You are still, if you use it, choosing a hack that is not technically supported by Microsoft and if you run into problems, I think what they’re going to tell you is maybe you shouldn’t use weird nonclustered columnstore indexes that you read about on the internet that don’t contain any rows

So it’s a hack, if you use it, you bare the risks for that hack, but filtered columnstore indexes are a documented cool feature, so it is something that you absolutely can do if you’re ready to bare the risk. Looking to the future, will we have to think about whether or not we want to do hacks to get batch mode on queries with rowstore indexes? Well, quite possibly not forever.

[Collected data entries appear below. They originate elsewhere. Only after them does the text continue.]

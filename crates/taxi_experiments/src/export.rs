//! Result export to CSV and JSON.

use std::path::Path;

use taxi_core::runner::RoutingComparison;

use crate::metrics::{best_result_index, ExperimentResult};
use crate::parameters::ParameterSet;

#[path = "export/csv.rs"]
mod csv;
#[path = "export/json.rs"]
mod json;
#[path = "export/writer_utils.rs"]
mod writer_utils;

/// Export experiment results to CSV, one row per parameter set.
///
/// # Errors
///
/// Returns an error if `results` is empty, or if file creation or CSV
/// writing fails.
pub fn export_to_csv(
    results: &[ExperimentResult],
    path: impl AsRef<Path>,
) -> Result<(), Box<dyn std::error::Error>> {
    writer_utils::ensure_not_empty(results)?;
    let file = writer_utils::create_output_file(path)?;
    csv::export_to_csv_impl(results, file)
}

/// Export experiment results to JSON as a pretty-printed array.
///
/// # Errors
///
/// Returns an error if file creation or JSON serialization fails.
pub fn export_to_json(
    results: &[ExperimentResult],
    path: impl AsRef<Path>,
) -> Result<(), Box<dyn std::error::Error>> {
    let file = writer_utils::create_output_file(path)?;
    json::write_pretty_json(results, file)
}

/// Write a full social-vs-direct comparison, including per-agent reports and
/// final passenger states.
pub fn export_comparison_to_json(
    comparison: &RoutingComparison,
    path: impl AsRef<Path>,
) -> Result<(), Box<dyn std::error::Error>> {
    let file = writer_utils::create_output_file(path)?;
    json::write_pretty_json(comparison, file)
}

/// Parameter set of the result that saved the most actions.
pub fn find_best_parameters<'a>(
    results: &[ExperimentResult],
    parameter_sets: &'a [ParameterSet],
) -> Option<&'a ParameterSet> {
    if results.len() != parameter_sets.len() {
        return None;
    }
    best_result_index(results).map(|index| &parameter_sets[index])
}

Here is a bug on Microsoft Connect that Niko filed saying “Hey it would be great…” Or a suggestion rather, this is not a bug, you can file suggestions as well, and this was filed as a suggestion, didn’t want to imply that this was rude, but a suggestion of “Hey, we would love to have batch mode support for rowstore.”

Now, promisingly, there is a response from Microsoft on this that says “Hey I’m working on this right now, it’s not going to be in the next version.” And at the time this was written, that makes me think that the next version was SQL Server 2017. But it does say, “Hey, I’d like to talk to you Niko about use cases…”

It’s a little complex but the good news is this is someone who was actually working on this, which is very, very cool news and very promising, and who knows if we are going to see this, I don’t have any inside information on this, but I’m really hopeful based on this comment, and this makes me think that okay one, we may not have to do these wackadoodle hacks, or consider doing them, but also hey, it is absolutely worth our time to really get use to these execution plan operators and understanding the difference between batch mode and row mode operators in our plans because I sure hope we’ll be having more and more access to batch mode operators soon.

Note: following this recording, Microsoft introduced batch mode on rowstore as part of SQL Server 2019.